### ACTION ITEM
Print the lines that run from the line with "serves it on a" to the line with "use crate::archive::ArchiveHandler;", keeping both end lines, exactly as they appear in the entries below, and nothing else.

### DATA
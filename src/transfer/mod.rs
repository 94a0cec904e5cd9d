//! Transfer engine (source side of a push)
//!
//! One call to [`TransferEngine::send`] prepares an artifact, serves it on a
//! fresh data listener, asks the target to pull it, and tears everything
//! down again before returning.

mod data_server;

pub use data_server::DataServer;

use crate::archive::ArchiveHandler;
use crate::client::ControlClient;
use crate::error::{Error, Result};
use crate::types::{DownloadFileRequest, Event, SendFileResponse, TransferArtifact, TransferRequest};
use std::sync::Arc;
use tokio::sync::broadcast;

/// Pushes local files to other nodes
#[derive(Clone)]
pub struct TransferEngine {
    archive: Arc<dyn ArchiveHandler>,
    client: ControlClient,
    event_tx: broadcast::Sender<Event>,
}

impl TransferEngine {
    /// Create an engine using the given archive handler and control client
    pub fn new(
        archive: Arc<dyn ArchiveHandler>,
        client: ControlClient,
        event_tx: broadcast::Sender<Event>,
    ) -> Self {
        Self {
            archive,
            client,
            event_tx,
        }
    }

    /// Push `request.file_path` to the target and return the target's answer
    ///
    /// The data listener is stopped and a synthesized artifact deleted on
    /// every path out of this function, including target failures.
    pub async fn send(&self, request: &TransferRequest) -> Result<SendFileResponse> {
        if tokio::fs::metadata(&request.file_path).await.is_err() {
            return Err(Error::PathNotFound {
                path: request.file_path.clone(),
            });
        }

        let artifact = self
            .archive
            .prepare(&request.file_path, request.pack_mode)
            .await
            .map_err(|e| match e {
                Error::PathNotFound { .. } | Error::ArchivePreparationFailed { .. } => e,
                other => Error::ArchivePreparationFailed {
                    path: request.file_path.clone(),
                    reason: other.to_string(),
                },
            })?;

        let server = match DataServer::start(request.data_port, &artifact).await {
            Ok(server) => server,
            Err(e) => {
                self.archive.discard(&artifact).await;
                return Err(e);
            }
        };

        let data_port = server.local_addr().port();
        tracing::info!(
            path = ?request.file_path,
            target_host = %request.target_host,
            target_ctrl_port = request.target_ctrl_port,
            data_port,
            pack_mode = %request.pack_mode,
            "transfer started"
        );
        self.emit(Event::TransferStarted {
            path: request.file_path.clone(),
            target_host: request.target_host.clone(),
            target_ctrl_port: request.target_ctrl_port,
            data_port,
        });

        let outcome = self.instruct_target(request, &artifact, data_port).await;

        server.shutdown().await;
        self.archive.discard(&artifact).await;

        match &outcome {
            Ok(_) => tracing::info!(
                path = ?request.file_path,
                target_host = %request.target_host,
                target_ctrl_port = request.target_ctrl_port,
                "transfer finished"
            ),
            Err(e) => tracing::warn!(
                path = ?request.file_path,
                target_host = %request.target_host,
                target_ctrl_port = request.target_ctrl_port,
                error = %e,
                "transfer failed"
            ),
        }
        self.emit(Event::TransferFinished {
            path: request.file_path.clone(),
            target_host: request.target_host.clone(),
            target_ctrl_port: request.target_ctrl_port,
            ok: outcome.is_ok(),
        });

        outcome
    }

    async fn instruct_target(
        &self,
        request: &TransferRequest,
        artifact: &TransferArtifact,
        data_port: u16,
    ) -> Result<SendFileResponse> {
        let url = format!("http://{}:{}/download", request.source_host, data_port);
        let body = DownloadFileRequest {
            url: Some(url.clone()),
            file_name: Some(artifact.logical_name.clone()),
            save_dir: Some(request.target_save.clone()),
            progress: request.progress,
            auto_extract: request.auto_extract,
        };

        let response = self
            .client
            .download_file(&request.target_host, request.target_ctrl_port, &body)
            .await?;
        let status = response.status();
        let text = response.text().await.map_err(|e| Error::RemoteUnreachable {
            target: format!("{}:{}", request.target_host, request.target_ctrl_port),
            reason: e.to_string(),
        })?;

        if status != reqwest::StatusCode::OK {
            return Err(Error::DownloadFailed {
                url,
                reason: format!("target answered {}: {}", status, text),
            });
        }

        Ok(match serde_json::from_str(&text) {
            Ok(detail) => SendFileResponse {
                status: "ok".to_string(),
                detail: Some(detail),
                detail_raw: None,
            },
            Err(_) => SendFileResponse {
                status: "ok".to_string(),
                detail: None,
                detail_raw: Some(text),
            },
        })
    }

    fn emit(&self, event: Event) {
        // No subscribers is fine
        let _ = self.event_tx.send(event);
    }
}

#[allow(clippy::unwrap_used, clippy::expect_used)]
#[cfg(test)]
mod tests {
    use super::*;
    use crate::archive::{ArchiveCapabilities, NoOpArchiveHandler};
    use crate::types::PackMode;
    use async_trait::async_trait;
    use std::path::{Path, PathBuf};
    use std::time::Duration;
    use tempfile::TempDir;
    use wiremock::matchers::{method, path};
    use wiremock::{Mock, MockServer, Request, ResponseTemplate};

    /// Copies the input into a scratch directory and marks it for deletion
    struct CopyingHandler {
        out: PathBuf,
    }

    #[async_trait]
    impl ArchiveHandler for CopyingHandler {
        async fn prepare(&self, input: &Path, _mode: PackMode) -> Result<TransferArtifact> {
            let name = format!("{}.copy", input.file_name().unwrap().to_string_lossy());
            let path = self.out.join(&name);
            tokio::fs::copy(input, &path).await?;
            Ok(TransferArtifact {
                path,
                logical_name: name,
                delete_after_use: true,
            })
        }

        async fn extract(&self, _archive: &Path) -> Result<()> {
            Ok(())
        }

        fn capabilities(&self) -> ArchiveCapabilities {
            ArchiveCapabilities {
                can_pack: true,
                can_extract: true,
            }
        }

        fn name(&self) -> &'static str {
            "copy"
        }
    }

    fn engine(archive: Arc<dyn ArchiveHandler>) -> (TransferEngine, broadcast::Receiver<Event>) {
        let (tx, rx) = broadcast::channel(16);
        let client = ControlClient::new(Duration::from_secs(5)).unwrap();
        (TransferEngine::new(archive, client, tx), rx)
    }

    fn request(file_path: PathBuf, target: &MockServer) -> TransferRequest {
        TransferRequest {
            file_path,
            data_port: 0,
            source_host: "127.0.0.1".into(),
            target_host: target.address().ip().to_string(),
            target_ctrl_port: target.address().port(),
            target_save: "/srv/in".into(),
            pack_mode: PackMode::None,
            auto_extract: false,
            progress: false,
        }
    }

    /// Target that pulls the advertised URL before answering, like a real node
    struct PullingTarget;

    impl wiremock::Respond for PullingTarget {
        fn respond(&self, request: &Request) -> ResponseTemplate {
            let body: serde_json::Value = serde_json::from_slice(&request.body).unwrap();
            let url = body["url"].as_str().unwrap().to_string();
            // Respond runs synchronously; pull on a separate thread
            let pulled = std::thread::spawn(move || {
                let rt = tokio::runtime::Builder::new_current_thread()
                    .enable_all()
                    .build()
                    .unwrap();
                rt.block_on(async { reqwest::get(&url).await?.bytes().await })
            })
            .join()
            .unwrap()
            .unwrap();
            ResponseTemplate::new(200).set_body_json(serde_json::json!({
                "status": "ok",
                "saved": format!("/srv/in/{}", body["fileName"].as_str().unwrap()),
                "bytes": pulled.len(),
            }))
        }
    }

    #[tokio::test]
    async fn missing_path_fails_before_anything_starts() {
        let target = MockServer::start().await;
        Mock::given(method("POST"))
            .respond_with(ResponseTemplate::new(200))
            .expect(0)
            .mount(&target)
            .await;

        let (engine, _rx) = engine(Arc::new(NoOpArchiveHandler));
        let err = engine
            .send(&request(PathBuf::from("/definitely/not/here.txt"), &target))
            .await
            .unwrap_err();
        assert!(matches!(err, Error::PathNotFound { .. }));
    }

    #[tokio::test]
    async fn raw_file_is_pulled_by_target_and_detail_returned() {
        let temp = TempDir::new().unwrap();
        let file = temp.path().join("x.txt");
        std::fs::write(&file, b"hello world").unwrap();

        let target = MockServer::start().await;
        Mock::given(method("POST"))
            .and(path("/api/download-file"))
            .respond_with(PullingTarget)
            .expect(1)
            .mount(&target)
            .await;

        let (engine, mut rx) = engine(Arc::new(NoOpArchiveHandler));
        let response = engine.send(&request(file.clone(), &target)).await.unwrap();

        assert_eq!(response.status, "ok");
        let detail = response.detail.unwrap();
        assert_eq!(detail["saved"], "/srv/in/x.txt");
        assert_eq!(detail["bytes"], 11);
        // Raw inputs are never deleted
        assert!(file.exists());

        assert!(matches!(rx.recv().await.unwrap(), Event::TransferStarted { .. }));
        assert!(matches!(
            rx.recv().await.unwrap(),
            Event::TransferFinished { ok: true, .. }
        ));
    }

    #[tokio::test]
    async fn download_request_carries_name_and_flags() {
        let temp = TempDir::new().unwrap();
        let file = temp.path().join("x.txt");
        std::fs::write(&file, b"x").unwrap();

        let target = MockServer::start().await;
        Mock::given(method("POST"))
            .and(path("/api/download-file"))
            .respond_with(ResponseTemplate::new(200).set_body_string("done"))
            .mount(&target)
            .await;

        let (engine, _rx) = engine(Arc::new(NoOpArchiveHandler));
        let mut req = request(file, &target);
        req.auto_extract = true;
        req.progress = true;
        let response = engine.send(&req).await.unwrap();
        assert_eq!(response.detail_raw.as_deref(), Some("done"));

        let received = target.received_requests().await.unwrap();
        let body: serde_json::Value = serde_json::from_slice(&received[0].body).unwrap();
        assert_eq!(body["fileName"], "x.txt");
        assert_eq!(body["saveDir"], "/srv/in");
        assert_eq!(body["autoExtract"], true);
        assert_eq!(body["progress"], true);
        assert!(
            body["url"]
                .as_str()
                .unwrap()
                .starts_with("http://127.0.0.1:")
        );
        assert!(body["url"].as_str().unwrap().ends_with("/download"));
    }

    #[tokio::test]
    async fn target_failure_still_tears_down_listener_and_artifact() {
        let source_dir = TempDir::new().unwrap();
        let scratch = TempDir::new().unwrap();
        let file = source_dir.path().join("x.txt");
        std::fs::write(&file, b"payload").unwrap();

        let target = MockServer::start().await;
        Mock::given(method("POST"))
            .and(path("/api/download-file"))
            .respond_with(ResponseTemplate::new(500).set_body_json(serde_json::json!({"error": "download failed"})))
            .mount(&target)
            .await;

        let handler = CopyingHandler {
            out: scratch.path().to_path_buf(),
        };
        let (engine, _rx) = engine(Arc::new(handler));

        // Fixed port so the test can prove it was released
        let port = {
            let probe = std::net::TcpListener::bind("0.0.0.0:0").unwrap();
            probe.local_addr().unwrap().port()
        };
        let mut req = request(file, &target);
        req.data_port = port;

        let err = engine.send(&req).await.unwrap_err();
        assert!(matches!(err, Error::DownloadFailed { .. }));

        assert!(!scratch.path().join("x.txt.copy").exists());
        std::net::TcpListener::bind(("0.0.0.0", port)).unwrap();
    }

    #[tokio::test]
    async fn unreachable_target_is_remote_unreachable() {
        let temp = TempDir::new().unwrap();
        let file = temp.path().join("x.txt");
        std::fs::write(&file, b"x").unwrap();

        let target = MockServer::start().await;
        let mut req = request(file, &target);
        req.target_ctrl_port = {
            let probe = std::net::TcpListener::bind("127.0.0.1:0").unwrap();
            probe.local_addr().unwrap().port()
        };
        req.target_host = "127.0.0.1".into();

        let (engine, mut rx) = engine(Arc::new(NoOpArchiveHandler));
        let err = engine.send(&req).await.unwrap_err();
        assert!(matches!(err, Error::RemoteUnreachable { .. }));

        let _started = rx.recv().await.unwrap();
        assert!(matches!(
            rx.recv().await.unwrap(),
            Event::TransferFinished { ok: false, .. }
        ));
    }

    #[tokio::test]
    async fn archive_errors_become_archive_preparation_failures() {
        let temp = TempDir::new().unwrap();
        let file = temp.path().join("x.txt");
        std::fs::write(&file, b"x").unwrap();

        let target = MockServer::start().await;
        let mut req = request(file, &target);
        // The no-op handler cannot build archives
        req.pack_mode = PackMode::TarGz;

        let (engine, _rx) = engine(Arc::new(NoOpArchiveHandler));
        let err = engine.send(&req).await.unwrap_err();
        assert!(matches!(err, Error::ArchivePreparationFailed { .. }));
    }
}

### SOLUTION BELOW
//! One call to [`TransferEngine::send`] prepares an artifact, serves it on a
//! fresh data listener, asks the target to pull it, and tears everything
//! down again before returning.

mod data_server;

pub use data_server::DataServer;

use crate::archive::ArchiveHandler;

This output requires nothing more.